------ MATERIAL SHOWN ------

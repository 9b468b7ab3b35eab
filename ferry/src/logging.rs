//! Logging infrastructure for the ferry library.
//!
//! This module provides a simple stderr-based logging system with
//! configurable log levels. Internal heuristics (cloud mapping, root
//! enumeration) additionally trace through the `log` facade.

use std::env;
use std::fmt;

/// Logging level for controlling output verbosity.
///
/// Log levels are ordered from least verbose (Quiet) to most verbose (Verbose).
///
/// # Examples
///
/// ```
/// use ferry::LogLevel;
///
/// let quiet = LogLevel::Quiet;
/// let normal = LogLevel::Normal;
/// let verbose = LogLevel::Verbose;
///
/// assert!(quiet < normal);
/// assert!(normal < verbose);
/// ```
#[derive(Debug, Clone, Copy, PartialEq, Eq, PartialOrd, Ord)]
pub enum LogLevel {
    /// Suppress all non-essential output.
    Quiet,
    /// Normal output level (errors and warnings).
    Normal,
    /// Verbose output (errors, warnings, info, and debug messages).
    Verbose,
}

impl fmt::Display for LogLevel {
    fn fmt(&self, f: &mut fmt::Formatter<'_>) -> fmt::Result {
        match self {
            Self::Quiet => write!(f, "quiet"),
            Self::Normal => write!(f, "normal"),
            Self::Verbose => write!(f, "verbose"),
        }
    }
}

impl LogLevel {
    /// Parses a log level from a string.
    ///
    /// Recognizes: "quiet", "normal", "verbose" (case-insensitive).
    ///
    /// # Errors
    ///
    /// Returns an error if the string is not recognized.
    ///
    /// # Examples
    ///
    /// ```
    /// use ferry::LogLevel;
    ///
    /// assert_eq!(LogLevel::parse("quiet").unwrap(), LogLevel::Quiet);
    /// assert_eq!(LogLevel::parse("VERBOSE").unwrap(), LogLevel::Verbose);
    /// assert!(LogLevel::parse("invalid").is_err());
    /// ```
    pub fn parse(s: &str) -> Result<Self, String> {
        match s.to_lowercase().as_str() {
            "quiet" => Ok(Self::Quiet),
            "normal" => Ok(Self::Normal),
            "verbose" => Ok(Self::Verbose),
            _ => Err(format!("invalid log level: {s}")),
        }
    }
}

/// A simple stderr-based logger.
///
/// The logger respects the configured log level and only outputs messages
/// at or above that level.
///
/// # Examples
///
/// ```
/// use ferry::{Logger, LogLevel};
///
/// let logger = Logger::new(LogLevel::Normal);
/// logger.error("This is an error message");
/// logger.info("This will not be printed (requires Verbose)");
/// ```
pub struct Logger {
    level: LogLevel,
}

impl Logger {
    /// Creates a new logger with the specified log level.
    #[must_use]
    pub const fn new(level: LogLevel) -> Self {
        Self { level }
    }

    /// Returns the current log level.
    #[must_use]
    pub const fn level(&self) -> LogLevel {
        self.level
    }

    /// Logs an error message.
    ///
    /// Error messages are always displayed unless the level is Quiet.
    pub fn error(&self, message: &str) {
        if self.level >= LogLevel::Normal {
            eprintln!("ERROR: {message}");
        }
    }

    /// Logs a warning message.
    ///
    /// Warning messages are displayed at Normal and Verbose levels.
    pub fn warn(&self, message: &str) {
        if self.level >= LogLevel::Normal {
            eprintln!("WARN: {message}");
        }
    }

    /// Logs an informational message.
    ///
    /// Info messages are only displayed at Verbose level.
    pub fn info(&self, message: &str) {
        if self.level >= LogLevel::Verbose {
            eprintln!("INFO: {message}");
        }
    }

    /// Logs a debug message.
    ///
    /// Debug messages are only displayed at Verbose level.
    ///
    /// # Examples
    ///
    /// ```
    /// use ferry::{Logger, LogLevel};
    ///
    /// let logger = Logger::new(LogLevel::Verbose);
    /// logger.debug("cloud URL host is not a sharepoint host");
    /// ```
    pub fn debug(&self, message: &str) {
        if self.level >= LogLevel::Verbose {
            eprintln!("DEBUG: {message}");
        }
    }
}

impl Default for Logger {
    fn default() -> Self {
        Self::new(LogLevel::Normal)
    }
}

/// Initializes a logger based on environment variables and CLI flags.
///
/// The priority order is:
/// 1. CLI flags (verbose/quiet)
/// 2. `FERRY_LOG_MODE` environment variable
/// 3. Default (Normal)
///
/// # Arguments
///
/// * `verbose` - If true, sets level to Verbose
/// * `quiet` - If true, sets level to Quiet
///
/// If both `verbose` and `quiet` are true, `verbose` takes precedence.
///
/// # Examples
///
/// ```
/// use ferry::init_logger;
///
/// // Use default (Normal) level
/// let logger = init_logger(false, false);
///
/// // Force verbose
/// let logger = init_logger(true, false);
/// ```
#[must_use]
pub fn init_logger(verbose: bool, quiet: bool) -> Logger {
    // CLI flags take precedence
    if verbose {
        return Logger::new(LogLevel::Verbose);
    }
    if quiet {
        return Logger::new(LogLevel::Quiet);
    }

    // Check environment variable
    if let Ok(env_value) = env::var("FERRY_LOG_MODE") {
        if let Ok(level) = LogLevel::parse(&env_value) {
            return Logger::new(level);
        }
    }

    // Default to Normal
    Logger::new(LogLevel::Normal)
}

------

What you give back should match the entries above exactly.

__RESPONSE AREA__.
repository 9b468b7ab3b35eab
filename ferry/src/logging.rs
//! Logging infrastructure for the ferry library.
//!
//! This module provides a simple stderr-based logging system with
//! configurable log levels. Internal heuristics (cloud mapping, root
//! enumeration) additionally trace through the `log` facade.

use std::env;
use std::fmt;

/// Logging level for controlling output verbosity.
///
/// Log levels are ordered from least verbose (Quiet) to most verbose (Verbose).
///
/// # Examples
///
/// ```
/// use ferry::LogLevel;
///
/// let quiet = LogLevel::Quiet;
/// let normal = LogLevel::Normal;
/// let verbose = LogLevel::Verbose;
///
/// assert!(quiet < normal);
/// assert!(normal < verbose);
/// ```
#[derive(Debug, Clone, Copy, PartialEq, Eq, PartialOrd, Ord)]
pub enum LogLevel {
    /// Suppress all non-essential output.
    Quiet,
    /// Normal output level (errors and warnings).
    Normal,
    /// Verbose output (errors, warnings, info, and debug messages).
    Verbose,
}

impl fmt::Display for LogLevel {
    fn fmt(&self, f: &mut fmt::Formatter<'_>) -> fmt::Result {
        match self {
            Self::Quiet => write!(f, "quiet"),
            Self::Normal => write!(f, "normal"),
            Self::Verbose => write!(f, "verbose"),
        }
    }
}

impl LogLevel {
    /// Parses a log level from a string.
    ///
    /// Recognizes: "quiet", "normal", "verbose" (case-insensitive).
    ///
    /// # Errors
    ///
    /// Returns an error if the string is not recognized.
    ///
    /// # Examples
    ///
    /// ```
    /// use ferry::LogLevel;
    ///
    /// assert_eq!(LogLevel::parse("quiet").unwrap(), LogLevel::Quiet);
    /// assert_eq!(LogLevel::parse("VERBOSE").unwrap(), LogLevel::Verbose);
    /// assert!(LogLevel::parse("invalid").is_err());
    /// ```
    pub fn parse(s: &str) -> Result<Self, String> {
        match s.to_lowercase().as_str() {
            "quiet" => Ok(Self::Quiet),
            "normal" => Ok(Self::Normal),
            "verbose" => Ok(Self::Verbose),
            _ => Err(format!("invalid log level: {s}")),
        }
    }
}

/// A simple stderr-based logger.
///
/// The logger respects the configured log level and only outputs messages
/// at or above that level.
///
/// # Examples
///
/// ```
/// use ferry::{Logger, LogLevel};
///
/// let logger = Logger::new(LogLevel::Normal);
/// logger.error("This is an error message");
/// logger.info("This will not be printed (requires Verbose)");
/// ```
pub struct Logger {
    level: LogLevel,
}

impl Logger {
    /// Creates a new logger with the specified log level.
    #[must_use]
    pub const fn new(level: LogLevel) -> Self {
        Self { level }
    }

    /// Returns the current log level.
    #[must_use]
    pub const fn level(&self) -> LogLevel {
        self.level
    }

    /// Logs an error message.
    ///
    /// Error messages are always displayed unless the level is Quiet.
    pub fn error(&self, message: &str) {
        if self.level >= LogLevel::Normal {
            eprintln!("ERROR: {message}");
        }
    }

    /// Logs a warning message.
    ///
    /// Warning messages are displayed at Normal and Verbose levels.
    pub fn warn(&self, message: &str) {
        if self.level >= LogLevel::Normal {
            eprintln!("WARN: {message}");
        }
    }

    /// Logs an informational message.
    ///
    /// Info messages are only displayed at Verbose level.
    pub fn info(&self, message: &str) {
        if self.level >= LogLevel::Verbose {
            eprintln!("INFO: {message}");
        }
    }

    /// Logs a debug message.
    ///
    /// Debug messages are only displayed at Verbose level.
    ///
    /// # Examples
    ///
    /// ```
    /// use ferry::{Logger, LogLevel};
    ///
    /// let logger = Logger::new(LogLevel::Verbose);
    /// logger.debug("cloud URL host is not a sharepoint host");
    /// ```
    pub fn debug(&self, message: &str) {
        if self.level >= LogLevel::Verbose {
            eprintln!("DEBUG: {message}");
        }
    }
}

impl Default for Logger {
    fn default() -> Self {
        Self::new(LogLevel::Normal)
    }
}

/// Initializes a logger based on environment variables and CLI flags.
///
/// The priority order is:
/// 1. CLI flags (verbose/quiet)
/// 2. `FERRY_LOG_MODE` environment variable
/// 3. Default (Normal)
///
/// # Arguments
///
/// * `verbose` - If true, sets level to Verbose
/// * `quiet` - If true, sets level to Quiet
///
/// If both `verbose` and `quiet` are true, `verbose` takes precedence.
///
/// # Examples
///
/// ```
/// use ferry::init_logger;
///
/// // Use default (Normal) level
/// let logger = init_logger(false, false);
///
/// // Force verbose
/// let logger = init_logger(true, false);
/// ```
#[must_use]
pub fn init_logger(verbose: bool, quiet: bool) -> Logger {
    // CLI flags take precedence
    if verbose {
        return Logger::new(LogLevel::Verbose);
    }
    if quiet {
        return Logger::new(LogLevel::Quiet);
    }

    // Check environment variable
    if let Ok(env_value) = env::var("FERRY_LOG_MODE") {
        if let Ok(level) = LogLevel::parse(&env_value) {
            return Logger::new(level);
        }
    }

    // Default to Normal
    Logger::new(LogLevel::Normal)
}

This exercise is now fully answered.